=== Section Start ===

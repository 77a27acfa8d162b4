// Copyright 2026 The Vimana Authors. All rights reserved.
//
// Licensed under the Apache License, Version 2.0 (the "License");
// you may not use this file except in compliance with the License.
// You may obtain a copy of the License at
//
//    http://www.apache.org/licenses/LICENSE-2.0
//
// Unless required by applicable law or agreed to in writing, software
// distributed under the License is distributed on an "AS IS" BASIS,
// WITHOUT WARRANTIES OR CONDITIONS OF ANY KIND, either express or implied.
// See the License for the specific language governing permissions and
// limitations under the License.

//! Routes inbound gRPC calls to the `Running` instances of the component they
//! address.
//!
//! The component is read from the request itself: the domain from the
//! authority, the server from the first path segment, and the version from
//! the [`VERSION_HEADER`].

use std::sync::Arc;

use axum::Router;
use axum::body::Body;
use axum::extract::State;
use axum::response::Response;
use bytes::Bytes;
use http_body_util::{BodyExt, LengthLimitError, Limited};
use rand::Rng;
use tracing::{Level, event};
use workd_config::workd::DataPlaneConfig;
use workd_error::{Code, Error, ResultExt, make_err, make_input_err};
use workd_runtime::loader::InvocationBody;
use workd_runtime::names::ComponentIdentity;
use workd_runtime::pod_pool::PodPool;

/// Carries the component version. HTTP/2 pseudo-headers cannot be extended,
/// so this is a regular header.
pub const VERSION_HEADER: &str = "x-vimana-version";

type BoxError = Box<dyn core::error::Error + Send + Sync>;

#[derive(thiserror::Error, Debug, Clone, PartialEq, Eq)]
pub enum RouterError {
    #[error("no serving instance for {0}")]
    NoServingInstance(ComponentIdentity),

    #[error("forwarding to {component} failed: {message}")]
    ForwardingFailed {
        component: ComponentIdentity,
        message: String,
    },
}

impl From<RouterError> for Error {
    fn from(err: RouterError) -> Self {
        make_err!(Code::Unavailable, "{err}")
    }
}

/// Reads the component a request is addressed to.
pub fn extract_identity<B>(request: &http::Request<B>) -> Result<ComponentIdentity, Error> {
    let domain = match request.uri().authority() {
        Some(authority) => authority.host().to_string(),
        None => {
            let host = request
                .headers()
                .get(http::header::HOST)
                .ok_or_else(|| make_input_err!("Request has neither an authority nor a host"))?
                .to_str()
                .map_err(|e| make_input_err!("Host header is not valid ASCII: {e}"))?;
            host.parse::<http::uri::Authority>()
                .map_err(|e| make_input_err!("Invalid host header '{host}': {e}"))?
                .host()
                .to_string()
        }
    };

    let path = request.uri().path();
    let mut segments = path
        .strip_prefix('/')
        .ok_or_else(|| make_input_err!("Path '{path}' is not absolute"))?
        .split('/');
    let (Some(server), Some(rpc), None) = (segments.next(), segments.next(), segments.next())
    else {
        return Err(make_input_err!("Path '{path}' is not of the form /<server>/<rpc>"));
    };
    error_if_empty(server, path)?;
    error_if_empty(rpc, path)?;

    let version = request
        .headers()
        .get(VERSION_HEADER)
        .ok_or_else(|| make_input_err!("Request has no '{VERSION_HEADER}' header"))?
        .to_str()
        .map_err(|e| make_input_err!("'{VERSION_HEADER}' header is not valid ASCII: {e}"))?;

    ComponentIdentity::new(domain, server, version).err_tip(|| "While extracting component")
}

fn error_if_empty(segment: &str, path: &str) -> Result<(), Error> {
    if segment.is_empty() {
        return Err(make_input_err!("Path '{path}' has an empty segment"));
    }
    Ok(())
}

/// Picks an instance, and a different one to retry on if there is one.
fn pick_instances(len: usize) -> (usize, Option<usize>) {
    let mut rng = rand::rng();
    let first = rng.random_range(0..len);
    let retry = (len > 1).then(|| (first + rng.random_range(1..len)) % len);
    (first, retry)
}

fn rebuild_request(parts: &http::request::Parts, body: Bytes) -> http::Request<Bytes> {
    let mut request = http::Request::new(body);
    *request.method_mut() = parts.method.clone();
    *request.uri_mut() = parts.uri.clone();
    *request.version_mut() = parts.version;
    *request.headers_mut() = parts.headers.clone();
    request
}

#[derive(Debug)]
pub struct DataPlaneRouter {
    pool: Arc<PodPool>,
    max_request_bytes: usize,
}

impl DataPlaneRouter {
    pub const fn new(pool: Arc<PodPool>, config: &DataPlaneConfig) -> Self {
        Self {
            pool,
            max_request_bytes: config.max_request_bytes,
        }
    }

    /// Sends `request` to one serving instance of `component`. A failed
    /// attempt is retried once on a different instance.
    pub async fn forward(
        &self,
        component: &ComponentIdentity,
        request: http::Request<Bytes>,
    ) -> Result<http::Response<InvocationBody>, RouterError> {
        let instances = self.pool.serving_instances(component);
        if instances.is_empty() {
            return Err(RouterError::NoServingInstance(component.clone()));
        }
        let (first, retry) = pick_instances(instances.len());
        let (parts, body) = request.into_parts();

        let first_err = match instances[first]
            .handle
            .invoke(rebuild_request(&parts, body.clone()))
            .await
        {
            Ok(response) => return Ok(response),
            Err(err) => err,
        };
        let Some(retry) = retry else {
            return Err(RouterError::ForwardingFailed {
                component: component.clone(),
                message: first_err.message_string(),
            });
        };
        event!(
            Level::WARN,
            instance = %instances[first].id,
            retry = %instances[retry].id,
            ?first_err,
            "Forwarding failed, retrying on another instance"
        );
        instances[retry]
            .handle
            .invoke(rebuild_request(&parts, body))
            .await
            .map_err(|err| RouterError::ForwardingFailed {
                component: component.clone(),
                message: first_err.merge(err).message_string(),
            })
    }

    /// Buffers the request body and forwards it to the addressed component.
    pub async fn route<B>(
        &self,
        request: http::Request<B>,
    ) -> Result<http::Response<InvocationBody>, Error>
    where
        B: hyper::body::Body<Data = Bytes>,
        B::Error: Into<BoxError>,
    {
        let component = extract_identity(&request)?;
        let (parts, body) = request.into_parts();
        let body = Limited::new(body, self.max_request_bytes)
            .collect()
            .await
            .map_err(|err| {
                if err.is::<LengthLimitError>() {
                    make_err!(
                        Code::ResourceExhausted,
                        "Request to {component} exceeds {} bytes",
                        self.max_request_bytes
                    )
                } else {
                    make_input_err!("Failed to read request body: {err}")
                }
            })?
            .to_bytes();
        Ok(self
            .forward(&component, rebuild_request(&parts, body))
            .await?)
    }

    /// Axum router that sends every request through [`Self::route`].
    pub fn into_router(self: Arc<Self>) -> Router {
        Router::new().fallback(handle_request).with_state(self)
    }
}

/// Failures are reported the way a gRPC server would: HTTP 200 with the
/// status in a trailers-only response.
fn grpc_error_response(err: Error) -> Response {
    tonic::Status::from(err).into_http()
}

async fn handle_request(
    State(router): State<Arc<DataPlaneRouter>>,
    request: axum::extract::Request,
) -> Response {
    match router.route(request).await {
        Ok(response) => response.map(Body::new),
        Err(err) => {
            event!(Level::DEBUG, ?err, "Data plane request failed");
            grpc_error_response(err)
        }
    }
}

=== Section End ===

*The problem*
Would you mind giving all the records again exactly?

*Exercise response*
repository 77a27acfa8d162b4
// Copyright 2026 The Vimana Authors. All rights reserved.
//
// Licensed under the Apache License, Version 2.0 (the "License");
// you may not use this file except in compliance with the License.
// You may obtain a copy of the License at
//
//    http://www.apache.org/licenses/LICENSE-2.0
//
// Unless required by applicable law or agreed to in writing, software
// distributed under the License is distributed on an "AS IS" BASIS,
// WITHOUT WARRANTIES OR CONDITIONS OF ANY KIND, either express or implied.
// See the License for the specific language governing permissions and
// limitations under the License.

//! Routes inbound gRPC calls to the `Running` instances of the component they
//! address.
//!
//! The component is read from the request itself: the domain from the
//! authority, the server from the first path segment, and the version from
//! the [`VERSION_HEADER`].

use std::sync::Arc;

use axum::Router;
use axum::body::Body;
use axum::extract::State;
use axum::response::Response;
use bytes::Bytes;
use http_body_util::{BodyExt, LengthLimitError, Limited};
use rand::Rng;
use tracing::{Level, event};
use workd_config::workd::DataPlaneConfig;
use workd_error::{Code, Error, ResultExt, make_err, make_input_err};
use workd_runtime::loader::InvocationBody;
use workd_runtime::names::ComponentIdentity;
use workd_runtime::pod_pool::PodPool;

/// Carries the component version. HTTP/2 pseudo-headers cannot be extended,
/// so this is a regular header.
pub const VERSION_HEADER: &str = "x-vimana-version";

type BoxError = Box<dyn core::error::Error + Send + Sync>;

#[derive(thiserror::Error, Debug, Clone, PartialEq, Eq)]
pub enum RouterError {
    #[error("no serving instance for {0}")]
    NoServingInstance(ComponentIdentity),

    #[error("forwarding to {component} failed: {message}")]
    ForwardingFailed {
        component: ComponentIdentity,
        message: String,
    },
}

impl From<RouterError> for Error {
    fn from(err: RouterError) -> Self {
        make_err!(Code::Unavailable, "{err}")
    }
}

/// Reads the component a request is addressed to.
pub fn extract_identity<B>(request: &http::Request<B>) -> Result<ComponentIdentity, Error> {
    let domain = match request.uri().authority() {
        Some(authority) => authority.host().to_string(),
        None => {
            let host = request
                .headers()
                .get(http::header::HOST)
                .ok_or_else(|| make_input_err!("Request has neither an authority nor a host"))?
                .to_str()
                .map_err(|e| make_input_err!("Host header is not valid ASCII: {e}"))?;
            host.parse::<http::uri::Authority>()
                .map_err(|e| make_input_err!("Invalid host header '{host}': {e}"))?
                .host()
                .to_string()
        }
    };

    let path = request.uri().path();
    let mut segments = path
        .strip_prefix('/')
        .ok_or_else(|| make_input_err!("Path '{path}' is not absolute"))?
        .split('/');
    let (Some(server), Some(rpc), None) = (segments.next(), segments.next(), segments.next())
    else {
        return Err(make_input_err!("Path '{path}' is not of the form /<server>/<rpc>"));
    };
    error_if_empty(server, path)?;
    error_if_empty(rpc, path)?;

    let version = request
        .headers()
        .get(VERSION_HEADER)
        .ok_or_else(|| make_input_err!("Request has no '{VERSION_HEADER}' header"))?
        .to_str()
        .map_err(|e| make_input_err!("'{VERSION_HEADER}' header is not valid ASCII: {e}"))?;

    ComponentIdentity::new(domain, server, version).err_tip(|| "While extracting component")
}

fn error_if_empty(segment: &str, path: &str) -> Result<(), Error> {
    if segment.is_empty() {
        return Err(make_input_err!("Path '{path}' has an empty segment"));
    }
    Ok(())
}

/// Picks an instance, and a different one to retry on if there is one.
fn pick_instances(len: usize) -> (usize, Option<usize>) {
    let mut rng = rand::rng();
    let first = rng.random_range(0..len);
    let retry = (len > 1).then(|| (first + rng.random_range(1..len)) % len);
    (first, retry)
}

fn rebuild_request(parts: &http::request::Parts, body: Bytes) -> http::Request<Bytes> {
    let mut request = http::Request::new(body);
    *request.method_mut() = parts.method.clone();
    *request.uri_mut() = parts.uri.clone();
    *request.version_mut() = parts.version;
    *request.headers_mut() = parts.headers.clone();
    request
}

#[derive(Debug)]
pub struct DataPlaneRouter {
    pool: Arc<PodPool>,
    max_request_bytes: usize,
}

impl DataPlaneRouter {
    pub const fn new(pool: Arc<PodPool>, config: &DataPlaneConfig) -> Self {
        Self {
            pool,
            max_request_bytes: config.max_request_bytes,
        }
    }

    /// Sends `request` to one serving instance of `component`. A failed
    /// attempt is retried once on a different instance.
    pub async fn forward(
        &self,
        component: &ComponentIdentity,
        request: http::Request<Bytes>,
    ) -> Result<http::Response<InvocationBody>, RouterError> {
        let instances = self.pool.serving_instances(component);
        if instances.is_empty() {
            return Err(RouterError::NoServingInstance(component.clone()));
        }
        let (first, retry) = pick_instances(instances.len());
        let (parts, body) = request.into_parts();

        let first_err = match instances[first]
            .handle
            .invoke(rebuild_request(&parts, body.clone()))
            .await
        {
            Ok(response) => return Ok(response),
            Err(err) => err,
        };
        let Some(retry) = retry else {
            return Err(RouterError::ForwardingFailed {
                component: component.clone(),
                message: first_err.message_string(),
            });
        };
        event!(
            Level::WARN,
            instance = %instances[first].id,
            retry = %instances[retry].id,
            ?first_err,
            "Forwarding failed, retrying on another instance"
        );
        instances[retry]
            .handle
            .invoke(rebuild_request(&parts, body))
            .await
            .map_err(|err| RouterError::ForwardingFailed {
                component: component.clone(),
                message: first_err.merge(err).message_string(),
            })
    }

    /// Buffers the request body and forwards it to the addressed component.
    pub async fn route<B>(
        &self,
        request: http::Request<B>,
    ) -> Result<http::Response<InvocationBody>, Error>
    where
        B: hyper::body::Body<Data = Bytes>,
        B::Error: Into<BoxError>,
    {
        let component = extract_identity(&request)?;
        let (parts, body) = request.into_parts();
        let body = Limited::new(body, self.max_request_bytes)
            .collect()
            .await
            .map_err(|err| {
                if err.is::<LengthLimitError>() {
                    make_err!(
                        Code::ResourceExhausted,
                        "Request to {component} exceeds {} bytes",
                        self.max_request_bytes
                    )
                } else {
                    make_input_err!("Failed to read request body: {err}")
                }
            })?
            .to_bytes();
        Ok(self
            .forward(&component, rebuild_request(&parts, body))
            .await?)
    }

    /// Axum router that sends every request through [`Self::route`].
    pub fn into_router(self: Arc<Self>) -> Router {
        Router::new().fallback(handle_request).with_state(self)
    }
}

/// Failures are reported the way a gRPC server would: HTTP 200 with the
/// status in a trailers-only response.
fn grpc_error_response(err: Error) -> Response {
    tonic::Status::from(err).into_http()
}

async fn handle_request(
    State(router): State<Arc<DataPlaneRouter>>,
    request: axum::extract::Request,
) -> Response {
    match router.route(request).await {
        Ok(response) => response.map(Body::new),
        Err(err) => {
            event!(Level::DEBUG, ?err, "Data plane request failed");
            grpc_error_response(err)
        }
    }
}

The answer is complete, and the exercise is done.